In responding to the U.S., aggression is not the answer. Instead of confrontational rhetoric, we must engage in intelligent diplomacy. We should formally collaborate with the U.S. government and the international community, presenting the true, complex picture of our security challenges. We must invite genuine partnership in intelligence sharing, training, and tracking illicit financial flows that fund terrorism, rather than accepting a false narrative that serves foreign agendas.
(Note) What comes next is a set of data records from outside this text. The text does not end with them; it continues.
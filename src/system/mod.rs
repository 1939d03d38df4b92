//! Composition root
//!
//! `EventSourcingSystem` wires the store, the OBS ingest bus, the
//! projections, the command and query buses and the time-travel debugger
//! together, and owns the correlation scope they share.
//!
//! ```text
//!  OBS ──ingest──► EventHandler<ObsEvent> ──translator──┐
//!                                                      ▼
//!  send_command ──► CommandBus ──────────────────► EventStore ──subscribe──► projections
//!  record/append ──────────────────────────────────────┘   │                    │
//!                                                          ▼                    ▼
//!                                         TimeTravelDebugger              QueryBus
//! ```

mod correlation;
mod ingest;

pub use correlation::{CorrelationContext, CorrelationError, CorrelationGuard};
pub use ingest::ObsEventTranslator;

use std::collections::{BTreeMap, HashSet};
use std::fmt;
use std::future::Future;
use std::sync::Arc;
use std::time::Instant;

use chrono::{DateTime, Utc};
use parking_lot::Mutex;
use serde::Serialize;
use serde_json::{Map, Value};
use thiserror::Error;
use tracing::{debug, info, warn};
use uuid::Uuid;

use crate::bus::{BusError, EventHandler, HandlerError, HandlerId, TimingMiddleware};
use crate::config::EventSourcingConfig;
use crate::cqrs::{
    snapshot_if_due, CommandBus, CommandEnvelope, CommandError, Query, QueryBus, QueryError,
    QueryResult,
};
use crate::debugger::{DebugSession, DebuggerError, TimeTravelDebugger};
use crate::event_store::{
    export_events, EventFilter, EventStore, EventStoreError, EventStoreStats, ExportFormat,
};
use crate::projections::ProjectionBuilder;
use crate::types::{
    rule_aggregate, AutomationRuleExecutedData, AutomationRuleFailedData,
    AutomationRuleTriggeredData, Event, EventParseError, EventPayload, ObsEvent, ObsEventData,
    RawObsEvent,
};

#[derive(Error, Debug)]
pub enum SystemError {
    #[error(transparent)]
    Store(#[from] EventStoreError),

    #[error(transparent)]
    Parse(#[from] EventParseError),

    #[error(transparent)]
    Bus(#[from] BusError),

    #[error(transparent)]
    Command(#[from] CommandError),

    #[error(transparent)]
    Query(#[from] QueryError),

    #[error(transparent)]
    Debugger(#[from] DebuggerError),

    #[error(transparent)]
    Correlation(#[from] CorrelationError),

    #[error("projections are disabled")]
    ProjectionsDisabled,

    #[error("projection not found: {0}")]
    ProjectionNotFound(String),

    #[error("time travel is disabled")]
    TimeTravelDisabled,
}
Conversely, the U.S., NATO, and the West must drop their hypocritical stance. If their concern is genuine, let them help us build capacity, strengthen our institutions, and combat the external jihadist influences spreading across the Sahel. The solution is not to invade and destroy, but to support and stabilize. A sovereign, secure, and prosperous Nigeria is in the interest of global peace and the African continent.
The illogical threat from abroad is a distraction. The real battle for Nigeria’s soul is being waged on our own soil, against the enemies of progress within and the crippling indifference of our leaders. To secure our sovereignty, we must first defeat the internal demons we have, for far too long, been too timid to name.